Why Jon Robinson needs to change his free agency spending habits this offseason

Over his relatively short period as GM of the Tennessee Titans, we’ve learned quite a few things about Jon Robinson. From the details regarding his draft philosophy, to how Robinson wants the entire makeup of his team to look like, Robinson’s patterns have been put out in the open and have been analyzed to the finest detail by people like myself. 

One of the patterns we’ve picked up from Robinson has been his preferences when it comes to signing free agents. Who he rather prefers to sign, from what teams and programs, how much he’s willing to pay for specific players, all the necessary information has been put out in the open as the off-seasons have come and gone. 

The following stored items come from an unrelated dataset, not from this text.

//! Key custody.
//!
//! A [`KeyCustodian`] owns key material and performs the AEAD primitive on
//! the manager's behalf. [`LocalCustodian`] keeps material in process memory;
//! an HSM-backed custodian implements the same trait and keeps material on the
//! device.

use std::fmt;

use aes_gcm::aead::generic_array::GenericArray;
use aes_gcm::aead::{Aead, KeyInit, Payload};
use aes_gcm::Aes256Gcm;
use dashmap::DashMap;

use super::key::{KeyMaterial, NONCE_LEN, TAG_LEN};
use super::CryptoError;

/// Capability interface for key generation, sealing and destruction.
pub trait KeyCustodian: Send + Sync + fmt::Debug {
    /// Short name for logs.
    fn name(&self) -> &'static str;

    /// Create fresh material under `key_id`.
    fn generate(&self, key_id: &str) -> Result<(), CryptoError>;

    /// AES-256-GCM encrypt; returns ciphertext and detached tag.
    fn seal(
        &self,
        key_id: &str,
        nonce: &[u8; NONCE_LEN],
        aad: &[u8],
        plaintext: &[u8],
    ) -> Result<(Vec<u8>, [u8; TAG_LEN]), CryptoError>;

    /// AES-256-GCM decrypt and verify.
    fn open(
        &self,
        key_id: &str,
        nonce: &[u8; NONCE_LEN],
        aad: &[u8],
        ciphertext: &[u8],
        tag: &[u8; TAG_LEN],
    ) -> Result<Vec<u8>, CryptoError>;

    /// Irrevocably discard the material for `key_id`.
    fn destroy(&self, key_id: &str) -> Result<(), CryptoError>;
}

/// In-process custodian. Material is zeroized when destroyed or dropped.
#[derive(Default)]
pub struct LocalCustodian {
    keys: DashMap<String, KeyMaterial>,
}

impl LocalCustodian {
    pub fn new() -> Self {
        Self::default()
    }

    /// Number of keys whose material is currently held.
    pub fn held(&self) -> usize {
        self.keys.len()
    }

    fn cipher(&self, key_id: &str) -> Result<Aes256Gcm, CryptoError> {
        let material = self
            .keys
            .get(key_id)
            .ok_or_else(|| CryptoError::UnknownKey(key_id.to_string()))?;
        Aes256Gcm::new_from_slice(material.as_bytes()).map_err(|_| CryptoError::Custodian("invalid key length".into()))
    }
}

impl fmt::Debug for LocalCustodian {
    fn fmt(&self, f: &mut fmt::Formatter<'_>) -> fmt::Result {
        f.debug_struct("LocalCustodian").field("held", &self.keys.len()).finish()
    }
}

impl KeyCustodian for LocalCustodian {
    fn name(&self) -> &'static str {
        "local"
    }

    fn generate(&self, key_id: &str) -> Result<(), CryptoError> {
        if self.keys.contains_key(key_id) {
            return Err(CryptoError::Custodian(format!("key id '{}' already exists", key_id)));
        }
        self.keys.insert(key_id.to_string(), KeyMaterial::generate());
        Ok(())
    }

    fn seal(
        &self,
        key_id: &str,
        nonce: &[u8; NONCE_LEN],
        aad: &[u8],
        plaintext: &[u8],
    ) -> Result<(Vec<u8>, [u8; TAG_LEN]), CryptoError> {
        let cipher = self.cipher(key_id)?;
        let mut sealed = cipher
            .encrypt(GenericArray::from_slice(&nonce[..]), Payload { msg: plaintext, aad })
            .map_err(|_| CryptoError::Seal)?;

        if sealed.len() < TAG_LEN {
            return Err(CryptoError::Seal);
        }
        let split = sealed.len() - TAG_LEN;
        let mut tag = [0u8; TAG_LEN];
        tag.copy_from_slice(&sealed[split..]);
        sealed.truncate(split);
        Ok((sealed, tag))
    }

    fn open(
        &self,
        key_id: &str,
        nonce: &[u8; NONCE_LEN],
        aad: &[u8],
        ciphertext: &[u8],
        tag: &[u8; TAG_LEN],
    ) -> Result<Vec<u8>, CryptoError> {
        let cipher = self.cipher(key_id)?;
        let mut combined = Vec::with_capacity(ciphertext.len() + TAG_LEN);
        combined.extend_from_slice(ciphertext);
        combined.extend_from_slice(tag);

        cipher
            .decrypt(GenericArray::from_slice(&nonce[..]), Payload { msg: &combined[..], aad })
            .map_err(|_| CryptoError::Authentication)
    }

    fn destroy(&self, key_id: &str) -> Result<(), CryptoError> {
        // Dropping KeyMaterial zeroizes it.
        match self.keys.remove(key_id) {
            Some(_) => Ok(()),
            None => Err(CryptoError::UnknownKey(key_id.to_string())),
        }
    }
}
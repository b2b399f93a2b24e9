//! Configuration file watcher for hot reload.
//!
//! Editors often produce several events for one save (truncate, write,
//! rename). Only revisions that parse, validate and differ from the last one
//! published are sent on.

use std::path::{Path, PathBuf};
use std::time::Duration;

use notify::{Config, Event, RecommendedWatcher, RecursiveMode, Watcher};
use tokio::sync::mpsc;

use crate::config::loader::load_config;
use crate::config::schema::GuardConfig;

/// Publishes validated revisions of one configuration file.
pub struct ConfigWatcher {
    path: PathBuf,
    update_tx: mpsc::UnboundedSender<GuardConfig>,
}

impl ConfigWatcher {
    /// Returns the watcher and a receiver for validated configuration updates.
    pub fn new(path: &Path) -> (Self, mpsc::UnboundedReceiver<GuardConfig>) {
        let (update_tx, update_rx) = mpsc::unbounded_channel();
        (
            Self {
                path: path.to_path_buf(),
                update_tx,
            },
            update_rx,
        )
    }

    /// Start watching. The returned watcher must be kept alive for events to
    /// keep flowing.
    pub fn run(self) -> Result<RecommendedWatcher, notify::Error> {
        let Self { path, update_tx } = self;
        let watched = path.clone();
        let mut last: Option<GuardConfig> = load_config(&path).ok();

        let mut watcher = RecommendedWatcher::new(
            move |res: notify::Result<Event>| match res {
                Ok(event) if event.kind.is_modify() || event.kind.is_create() => match load_config(&path) {
                    Ok(next) if last.as_ref() == Some(&next) => {
                        tracing::debug!(path = ?path, "Config file touched without changes");
                    }
                    Ok(next) => {
                        tracing::info!(path = ?path, "Config file changed, publishing new revision");
                        last = Some(next.clone());
                        let _ = update_tx.send(next);
                    }
                    Err(e) => {
                        tracing::error!(path = ?path, error = %e, "Failed to reload config; keeping current configuration");
                    }
                },
                Ok(_) => {}
                Err(e) => tracing::error!(error = ?e, "Watch error"),
            },
            Config::default().with_poll_interval(Duration::from_secs(2)),
        )?;

        watcher.watch(&watched, RecursiveMode::NonRecursive)?;
        tracing::info!(path = ?watched, "Config watcher started");
        Ok(watcher)
    }
}
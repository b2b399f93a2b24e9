//! Owner of all process-wide guard state.
//!
//! # Data Flow
//! ```text
//! Init:
//!     Registry::builder(config)
//!         → validate_config          (all violations → InitError::Config)
//!         → SecurityMiddleware::new  (patterns, first key)
//!         → spawn MaintenanceTask    (unless disabled)
//!         → Registry
//!
//! Hot reload:
//!     ConfigWatcher → mpsc → Registry::apply → SecurityMiddleware::reload
//!
//! Teardown:
//!     Registry::teardown → Shutdown::trigger → await every background task
//! ```
//!
//! # Design Decisions
//! - Nothing is global: two registries in one process are fully independent
//! - Dropping a registry without `teardown` still signals its tasks to stop,
//!   it just does not wait for them

use std::path::Path;
use std::sync::Arc;

use arc_swap::ArcSwap;
use notify::RecommendedWatcher;
use tokio::task::JoinHandle;

use super::maintenance::MaintenanceTask;
use super::shutdown::Shutdown;
use crate::clock::{Clock, SystemClock};
use crate::config::watcher::ConfigWatcher;
use crate::config::{validate_config, GuardConfig};
use crate::crypto::{KeyCustodian, LocalCustodian};
use crate::error::InitError;
use crate::middleware::SecurityMiddleware;
use crate::observability::{EventSink, TracingEventSink};

/// Collects the injectable parts of a [`Registry`] before start.
pub struct RegistryBuilder {
    config: GuardConfig,
    clock: Arc<dyn Clock>,
    events: Arc<dyn EventSink>,
    custodian: Arc<dyn KeyCustodian>,
    maintenance: bool,
}

impl RegistryBuilder {
    pub fn clock(mut self, clock: Arc<dyn Clock>) -> Self {
        self.clock = clock;
        self
    }

    pub fn events(mut self, events: Arc<dyn EventSink>) -> Self {
        self.events = events;
        self
    }

    pub fn custodian(mut self, custodian: Arc<dyn KeyCustodian>) -> Self {
        self.custodian = custodian;
        self
    }

    /// Do not spawn the background maintenance task. Key rotation and idle
    /// eviction then only happen when driven by the caller.
    pub fn without_maintenance(mut self) -> Self {
        self.maintenance = false;
        self
    }

    /// Validate the configuration, build every component and start
    /// background tasks. Must be called inside a Tokio runtime when
    /// maintenance is enabled.
    pub fn start(self) -> Result<Registry, InitError> {
        validate_config(&self.config).map_err(InitError::Config)?;

        let middleware = Arc::new(SecurityMiddleware::new(
            &self.config,
            self.clock,
            self.events,
            self.custodian.clone(),
        )?);
        let shutdown = Shutdown::new();

        let mut tasks = Vec::new();
        if self.maintenance {
            let task = MaintenanceTask::new(middleware.clone(), &self.config);
            tasks.push(tokio::spawn(task.run(shutdown.subscribe())));
        }

        tracing::info!(
            custodian = self.custodian.name(),
            maintenance = self.maintenance,
            max_concurrent = self.config.concurrency.max_concurrent,
            "Guard registry started"
        );

        Ok(Registry {
            middleware,
            shutdown,
            tasks,
            config: Arc::new(ArcSwap::from_pointee(self.config)),
        })
    }
}

/// Running guard: the middleware plus its background tasks.
pub struct Registry {
    middleware: Arc<SecurityMiddleware>,
    shutdown: Shutdown,
    tasks: Vec<JoinHandle<()>>,
    config: Arc<ArcSwap<GuardConfig>>,
}

impl Registry {
    pub fn builder(config: GuardConfig) -> RegistryBuilder {
        RegistryBuilder {
            config,
            clock: Arc::new(SystemClock),
            events: Arc::new(TracingEventSink),
            custodian: Arc::new(LocalCustodian::new()),
            maintenance: true,
        }
    }

    pub fn middleware(&self) -> &Arc<SecurityMiddleware> {
        &self.middleware
    }

    /// The most recently applied configuration.
    pub fn config(&self) -> Arc<GuardConfig> {
        self.config.load_full()
    }

    /// Apply a new configuration to the running guard.
    ///
    /// Validation settings and threat policy are swapped in. Changes to any
    /// other section are recorded but only take effect on restart.
    pub fn apply(&self, config: GuardConfig) -> Result<(), InitError> {
        apply_config(&self.middleware, &self.config, config)
    }

    /// Watch `path` and apply every valid revision until shutdown.
    ///
    /// The returned watcher must be kept alive for updates to keep flowing.
    pub fn watch(&mut self, path: &Path) -> Result<RecommendedWatcher, notify::Error> {
        let (watcher, mut updates) = ConfigWatcher::new(path);
        let watcher = watcher.run()?;

        let middleware = self.middleware.clone();
        let config = self.config.clone();
        let mut shutdown = self.shutdown.subscribe();
        let handle = tokio::spawn(async move {
            loop {
                tokio::select! {
                    update = updates.recv() => match update {
                        Some(next) => {
                            if let Err(e) = apply_config(&middleware, &config, next) {
                                tracing::error!(error = %e, "Rejected configuration update; keeping current configuration");
                            }
                        }
                        None => break,
                    },
                    _ = shutdown.recv() => break,
                }
            }
            tracing::debug!("Config reload task stopped");
        });
        self.tasks.push(handle);
        Ok(watcher)
    }

    /// Handle for triggering shutdown from elsewhere, such as a signal task.
    pub fn shutdown_handle(&self) -> Shutdown {
        self.shutdown.clone()
    }

    /// Stop every background task and wait for them to finish.
    pub async fn teardown(mut self) {
        self.shutdown.trigger();
        for task in std::mem::take(&mut self.tasks) {
            if let Err(e) = task.await {
                tracing::error!(error = %e, "Background task failed during teardown");
            }
        }
        tracing::info!("Guard registry stopped");
    }
}

impl Drop for Registry {
    fn drop(&mut self) {
        self.shutdown.trigger();
    }
}

impl std::fmt::Debug for Registry {
    fn fmt(&self, f: &mut std::fmt::Formatter<'_>) -> std::fmt::Result {
        f.debug_struct("Registry")
            .field("middleware", &self.middleware)
            .field("tasks", &self.tasks.len())
            .finish()
    }
}

fn apply_config(
    middleware: &SecurityMiddleware,
    store: &ArcSwap<GuardConfig>,
    next: GuardConfig,
) -> Result<(), InitError> {
    validate_config(&next).map_err(InitError::Config)?;
    middleware.reload(&next)?;

    for section in restart_required(&store.load(), &next) {
        tracing::warn!(section = section, "Configuration section changed; restart required to apply");
    }
    store.store(Arc::new(next));
    Ok(())
}

/// Sections that differ between `current` and `next` and cannot be applied
/// to a running guard.
fn restart_required(current: &GuardConfig, next: &GuardConfig) -> Vec<&'static str> {
    let mut changed = Vec::new();
    if current.rate_limit != next.rate_limit {
        changed.push("rate_limit");
    }
    if current.concurrency != next.concurrency {
        changed.push("concurrency");
    }
    if current.circuit_breaker != next.circuit_breaker {
        changed.push("circuit_breaker");
    }
    if current.encryption != next.encryption {
        changed.push("encryption");
    }
    if current.observability != next.observability {
        changed.push("observability");
    }
    if current.maintenance != next.maintenance {
        changed.push("maintenance");
    }
    changed
}

#[cfg(test)]
mod tests {
    use std::time::Duration;

    use super::*;
    use crate::threat::ThreatLevel;

    #[tokio::test]
    async fn test_start_and_teardown() {
        let registry = Registry::builder(GuardConfig::default()).start().unwrap();
        let shutdown = registry.shutdown_handle();
        assert_eq!(shutdown.receiver_count(), 1);
        assert!(registry.middleware().encryption().active_key().is_some());

        tokio::time::timeout(Duration::from_secs(5), registry.teardown())
            .await
            .unwrap();
        assert_eq!(shutdown.receiver_count(), 0);
    }

    #[tokio::test]
    async fn test_invalid_config_reports_every_violation() {
        let mut config = GuardConfig::default();
        config.concurrency.max_concurrent = 0;
        config.rate_limit.capacity = 0;

        match Registry::builder(config).start() {
            Err(InitError::Config(violations)) => assert!(violations.len() >= 2),
            other => panic!("expected config error, got {:?}", other.map(|_| ())),
        }
    }

    #[tokio::test]
    async fn test_registries_are_independent() {
        let a = Registry::builder(GuardConfig::default()).without_maintenance().start().unwrap();
        let b = Registry::builder(GuardConfig::default()).without_maintenance().start().unwrap();

        let key_a = a.middleware().encryption().active_key().unwrap().key_id;
        let key_b = b.middleware().encryption().active_key().unwrap().key_id;
        assert_ne!(key_a, key_b);

        a.teardown().await;
        assert!(b.middleware().encryption().active_key().is_some());
        b.teardown().await;
    }

    #[tokio::test]
    async fn test_apply_swaps_threat_policy() {
        let registry = Registry::builder(GuardConfig::default()).without_maintenance().start().unwrap();
        assert!(registry.middleware().threat_policy().fail_open_on.contains(&ThreatLevel::Low));

        let mut strict = GuardConfig::default();
        strict.threat_policy.fail_open_on.clear();
        strict.rate_limit.capacity = 5;
        registry.apply(strict).unwrap();

        assert!(registry.middleware().threat_policy().fail_open_on.is_empty());
        assert_eq!(registry.config().rate_limit.capacity, 5);
        // Limiter settings are restart-only.
        assert_ne!(registry.middleware().rate_limiter().config().capacity, 5);
        registry.teardown().await;
    }

    #[tokio::test]
    async fn test_apply_rejects_invalid_config() {
        let registry = Registry::builder(GuardConfig::default()).without_maintenance().start().unwrap();
        let mut bad = GuardConfig::default();
        bad.threat_policy.fail_open_on.clear();
        bad.validation.max_depth = 0;

        assert!(registry.apply(bad).is_err());
        assert!(!registry.middleware().threat_policy().fail_open_on.is_empty());
        registry.teardown().await;
    }

    #[test]
    fn test_restart_required_sections() {
        let current = GuardConfig::default();
        let mut next = current.clone();
        next.validation.max_depth = 3;
        assert!(restart_required(&current, &next).is_empty());

        next.encryption.key_rotation_days = 7;
        next.concurrency.max_queue = 1;
        assert_eq!(restart_required(&current, &next), vec!["concurrency", "encryption"]);
    }
}
//! Encrypted field envelope and JSON document helpers.
//!
//! Sensitive fields are addressed by dot-separated paths (`user.ssn`,
//! `cards.0.number`). Each field is encrypted with `"{scope}:{path}"` as its
//! context, so an envelope copied to another field or dependency will not
//! open.

use base64::{engine::general_purpose::STANDARD, Engine as _};
use serde::{Deserialize, Deserializer, Serialize, Serializer};
use serde_json::Value;

use super::manager::EncryptionManager;
use super::CryptoError;

/// Wire form of an encrypted value. Binary members are base64 (standard
/// alphabet) in JSON.
#[derive(Debug, Clone, PartialEq, Eq, Serialize, Deserialize)]
#[serde(deny_unknown_fields)]
pub struct EncryptedField {
    pub key_id: String,
    pub alg: String,
    #[serde(with = "b64")]
    pub nonce: Vec<u8>,
    #[serde(with = "b64")]
    pub ciphertext: Vec<u8>,
    #[serde(with = "b64")]
    pub tag: Vec<u8>,
}

mod b64 {
    use super::*;

    pub fn serialize<S: Serializer>(bytes: &[u8], serializer: S) -> Result<S::Ok, S::Error> {
        serializer.serialize_str(&STANDARD.encode(bytes))
    }

    pub fn deserialize<'de, D: Deserializer<'de>>(deserializer: D) -> Result<Vec<u8>, D::Error> {
        let encoded = String::deserialize(deserializer)?;
        STANDARD.decode(encoded).map_err(serde::de::Error::custom)
    }
}

/// Encrypt each field in `paths` in place. Missing and null fields are
/// skipped. Returns how many fields were encrypted.
pub fn encrypt_fields(
    manager: &EncryptionManager,
    document: &mut Value,
    paths: &[String],
    scope: &str,
) -> Result<usize, CryptoError> {
    let mut count = 0;
    for path in paths {
        let Some(slot) = document.pointer_mut(&to_pointer(path)) else {
            continue;
        };
        if slot.is_null() {
            continue;
        }

        let plaintext = serde_json::to_vec(slot).map_err(|_| CryptoError::Malformed("unserializable field"))?;
        let field = manager.encrypt(&plaintext, &context(scope, path))?;
        *slot = serde_json::to_value(field).map_err(|_| CryptoError::Seal)?;
        count += 1;
    }
    Ok(count)
}

/// Decrypt each field in `paths` in place.
///
/// A present, non-null field that is not an envelope fails the whole
/// document: plaintext where ciphertext is expected is never passed through.
pub fn decrypt_fields(
    manager: &EncryptionManager,
    document: &mut Value,
    paths: &[String],
    scope: &str,
) -> Result<usize, CryptoError> {
    let mut count = 0;
    for path in paths {
        let Some(slot) = document.pointer_mut(&to_pointer(path)) else {
            continue;
        };
        if slot.is_null() {
            continue;
        }

        let field = EncryptedField::deserialize(&*slot).map_err(|_| CryptoError::Malformed("not an encrypted field"))?;
        let plaintext = manager.decrypt(&field, &context(scope, path))?;
        *slot = serde_json::from_slice(&plaintext).map_err(|_| CryptoError::Malformed("decrypted value is not JSON"))?;
        count += 1;
    }
    Ok(count)
}

fn context(scope: &str, path: &str) -> String {
    format!("{}:{}", scope, path)
}

/// `a.b~c` → `/a/b~0c`
fn to_pointer(path: &str) -> String {
    let mut pointer = String::with_capacity(path.len() + 1);
    for segment in path.split('.') {
        pointer.push('/');
        pointer.push_str(&segment.replace('~', "~0").replace('/', "~1"));
    }
    pointer
}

What we’ve learned is this…

First off, Jon Robinson doesn’t spend a lot of money on singular roster moves unless they’re either absolutely necessary, or unless he’s extremely comfortable with the player he’s paying a handsome amount of money to. He’s been extremely careful with how he spends cash, and won’t hesitate to keep cash on hand if a move isn’t to his liking.

Robinson has also valued the idea of connections, bringing players in that he or members of the coaching staff have run across during their years in the league, and backing up the symbolic brinks truck for players he knows on a professional and personal level. 

Using these two tactics in free agency is totally fine, in fact, it’s better to play it safe with free agency when you’re just starting out as the highest level decision-maker like Robinson was back in 2016. But like all things in this world, circumstances change. 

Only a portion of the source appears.